### [PROBLEM TO SOLVE]
From the records below, find each line with the string "RestockRequestNotFound" and copy it.

### [Collection entries]
= = = =
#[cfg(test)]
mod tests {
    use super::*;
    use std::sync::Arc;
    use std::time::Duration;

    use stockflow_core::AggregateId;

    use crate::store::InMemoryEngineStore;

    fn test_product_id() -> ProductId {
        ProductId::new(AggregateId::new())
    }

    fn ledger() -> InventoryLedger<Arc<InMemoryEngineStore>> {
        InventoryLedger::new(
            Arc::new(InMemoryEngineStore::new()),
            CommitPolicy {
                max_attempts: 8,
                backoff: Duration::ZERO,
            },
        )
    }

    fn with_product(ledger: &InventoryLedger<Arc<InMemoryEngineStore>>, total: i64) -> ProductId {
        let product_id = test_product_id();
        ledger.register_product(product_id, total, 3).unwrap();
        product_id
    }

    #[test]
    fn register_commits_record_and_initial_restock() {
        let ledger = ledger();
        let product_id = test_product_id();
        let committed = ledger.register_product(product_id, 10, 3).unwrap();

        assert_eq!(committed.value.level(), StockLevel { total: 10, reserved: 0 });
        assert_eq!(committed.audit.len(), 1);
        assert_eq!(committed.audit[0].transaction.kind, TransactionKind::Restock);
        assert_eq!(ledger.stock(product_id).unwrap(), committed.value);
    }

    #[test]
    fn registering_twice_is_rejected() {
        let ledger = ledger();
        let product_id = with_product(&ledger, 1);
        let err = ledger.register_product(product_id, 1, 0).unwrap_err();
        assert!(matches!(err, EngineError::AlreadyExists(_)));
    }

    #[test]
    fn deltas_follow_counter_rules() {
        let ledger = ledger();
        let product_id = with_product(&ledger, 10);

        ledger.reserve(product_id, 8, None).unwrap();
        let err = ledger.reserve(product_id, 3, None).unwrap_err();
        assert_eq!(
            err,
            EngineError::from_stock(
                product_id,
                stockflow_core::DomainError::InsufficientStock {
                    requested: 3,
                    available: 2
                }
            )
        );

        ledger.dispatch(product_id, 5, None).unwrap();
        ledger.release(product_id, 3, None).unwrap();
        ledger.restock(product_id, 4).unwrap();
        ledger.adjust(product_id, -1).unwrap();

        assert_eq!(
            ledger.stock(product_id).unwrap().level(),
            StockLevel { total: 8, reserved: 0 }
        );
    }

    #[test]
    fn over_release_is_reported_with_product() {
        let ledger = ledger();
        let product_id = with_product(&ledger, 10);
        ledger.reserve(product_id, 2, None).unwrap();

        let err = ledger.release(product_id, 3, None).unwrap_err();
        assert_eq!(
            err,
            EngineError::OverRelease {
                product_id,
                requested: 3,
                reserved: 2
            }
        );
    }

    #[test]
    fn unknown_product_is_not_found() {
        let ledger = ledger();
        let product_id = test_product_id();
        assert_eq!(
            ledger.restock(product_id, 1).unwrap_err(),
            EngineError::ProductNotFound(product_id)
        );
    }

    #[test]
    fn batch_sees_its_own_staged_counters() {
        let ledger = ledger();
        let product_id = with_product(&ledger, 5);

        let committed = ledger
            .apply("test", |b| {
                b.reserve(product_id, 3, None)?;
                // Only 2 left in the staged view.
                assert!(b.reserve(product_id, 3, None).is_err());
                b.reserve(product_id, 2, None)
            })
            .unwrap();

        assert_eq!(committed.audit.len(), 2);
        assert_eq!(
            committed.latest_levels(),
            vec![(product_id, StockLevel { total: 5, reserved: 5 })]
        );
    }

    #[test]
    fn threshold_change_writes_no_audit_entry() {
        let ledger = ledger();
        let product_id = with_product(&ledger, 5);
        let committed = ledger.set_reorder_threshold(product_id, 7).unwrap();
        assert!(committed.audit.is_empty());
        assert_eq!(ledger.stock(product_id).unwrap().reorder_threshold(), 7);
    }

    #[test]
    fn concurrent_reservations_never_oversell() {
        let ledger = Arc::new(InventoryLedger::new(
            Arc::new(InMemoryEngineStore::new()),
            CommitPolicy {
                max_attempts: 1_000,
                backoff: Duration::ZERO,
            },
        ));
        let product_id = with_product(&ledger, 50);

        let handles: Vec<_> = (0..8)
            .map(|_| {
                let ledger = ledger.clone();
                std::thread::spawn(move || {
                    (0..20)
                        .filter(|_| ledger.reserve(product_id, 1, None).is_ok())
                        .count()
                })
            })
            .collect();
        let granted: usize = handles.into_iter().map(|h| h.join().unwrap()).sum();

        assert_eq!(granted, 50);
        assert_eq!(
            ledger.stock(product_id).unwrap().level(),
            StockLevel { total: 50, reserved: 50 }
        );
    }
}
= = = =
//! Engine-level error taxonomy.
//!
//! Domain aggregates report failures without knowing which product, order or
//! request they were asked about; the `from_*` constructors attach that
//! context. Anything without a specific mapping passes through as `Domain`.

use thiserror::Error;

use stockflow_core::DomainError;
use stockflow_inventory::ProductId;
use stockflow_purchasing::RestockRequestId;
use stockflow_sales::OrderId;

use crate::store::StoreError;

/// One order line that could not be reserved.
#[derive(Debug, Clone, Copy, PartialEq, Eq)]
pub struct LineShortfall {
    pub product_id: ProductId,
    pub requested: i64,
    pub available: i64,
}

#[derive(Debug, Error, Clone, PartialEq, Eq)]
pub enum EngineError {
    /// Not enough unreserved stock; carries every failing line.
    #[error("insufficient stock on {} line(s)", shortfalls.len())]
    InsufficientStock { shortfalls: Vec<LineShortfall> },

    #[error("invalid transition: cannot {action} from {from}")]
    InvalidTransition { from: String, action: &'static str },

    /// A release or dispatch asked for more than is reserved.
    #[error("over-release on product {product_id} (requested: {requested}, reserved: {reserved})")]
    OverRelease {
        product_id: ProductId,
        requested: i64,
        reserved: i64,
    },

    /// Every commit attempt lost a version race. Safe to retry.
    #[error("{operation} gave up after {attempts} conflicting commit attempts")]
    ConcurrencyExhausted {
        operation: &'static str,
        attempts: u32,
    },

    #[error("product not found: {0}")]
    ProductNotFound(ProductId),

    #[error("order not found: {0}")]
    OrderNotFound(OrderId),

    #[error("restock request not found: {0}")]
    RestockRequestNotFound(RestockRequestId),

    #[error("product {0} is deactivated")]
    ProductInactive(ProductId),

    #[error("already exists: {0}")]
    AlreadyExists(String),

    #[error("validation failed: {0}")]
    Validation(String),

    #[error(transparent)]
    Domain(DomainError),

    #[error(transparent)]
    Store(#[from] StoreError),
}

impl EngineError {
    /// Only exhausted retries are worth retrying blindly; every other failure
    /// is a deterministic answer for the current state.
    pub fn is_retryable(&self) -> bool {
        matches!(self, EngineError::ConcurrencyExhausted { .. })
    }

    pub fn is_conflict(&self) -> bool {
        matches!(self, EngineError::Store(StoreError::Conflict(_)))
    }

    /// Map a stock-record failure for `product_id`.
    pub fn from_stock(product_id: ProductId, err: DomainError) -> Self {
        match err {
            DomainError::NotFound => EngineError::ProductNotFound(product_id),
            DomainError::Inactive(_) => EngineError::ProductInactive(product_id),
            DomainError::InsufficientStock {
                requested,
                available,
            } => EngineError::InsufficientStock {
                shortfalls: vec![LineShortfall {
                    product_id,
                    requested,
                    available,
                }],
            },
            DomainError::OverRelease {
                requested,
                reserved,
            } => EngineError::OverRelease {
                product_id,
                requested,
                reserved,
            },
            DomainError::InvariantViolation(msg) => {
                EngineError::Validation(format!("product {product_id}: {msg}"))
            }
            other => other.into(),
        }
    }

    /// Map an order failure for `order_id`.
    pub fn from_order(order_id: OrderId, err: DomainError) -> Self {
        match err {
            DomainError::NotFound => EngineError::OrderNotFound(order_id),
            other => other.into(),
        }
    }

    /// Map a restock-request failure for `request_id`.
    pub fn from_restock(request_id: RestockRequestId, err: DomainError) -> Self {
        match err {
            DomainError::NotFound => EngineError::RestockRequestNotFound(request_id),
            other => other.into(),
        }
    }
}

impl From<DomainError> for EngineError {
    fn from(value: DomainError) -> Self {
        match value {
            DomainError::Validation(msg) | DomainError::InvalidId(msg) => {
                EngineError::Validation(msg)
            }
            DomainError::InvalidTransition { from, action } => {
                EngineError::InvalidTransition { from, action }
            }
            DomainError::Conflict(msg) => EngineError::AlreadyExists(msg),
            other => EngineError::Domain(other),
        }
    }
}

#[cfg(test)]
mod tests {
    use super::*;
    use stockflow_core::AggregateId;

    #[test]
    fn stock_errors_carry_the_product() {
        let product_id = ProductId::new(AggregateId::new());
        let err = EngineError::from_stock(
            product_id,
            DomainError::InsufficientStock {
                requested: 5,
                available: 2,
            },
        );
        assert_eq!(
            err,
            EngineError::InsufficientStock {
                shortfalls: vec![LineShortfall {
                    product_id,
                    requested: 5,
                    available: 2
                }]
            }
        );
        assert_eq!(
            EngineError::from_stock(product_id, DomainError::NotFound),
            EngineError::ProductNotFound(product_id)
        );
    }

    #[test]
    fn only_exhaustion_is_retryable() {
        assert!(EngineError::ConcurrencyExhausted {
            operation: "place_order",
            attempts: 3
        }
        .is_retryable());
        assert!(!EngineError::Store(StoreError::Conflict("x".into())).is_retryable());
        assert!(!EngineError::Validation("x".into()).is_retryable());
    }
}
= = = =
### [ANSWER TO THE EXERCISE]
    RestockRequestNotFound(RestockRequestId),
            DomainError::NotFound => EngineError::RestockRequestNotFound(request_id),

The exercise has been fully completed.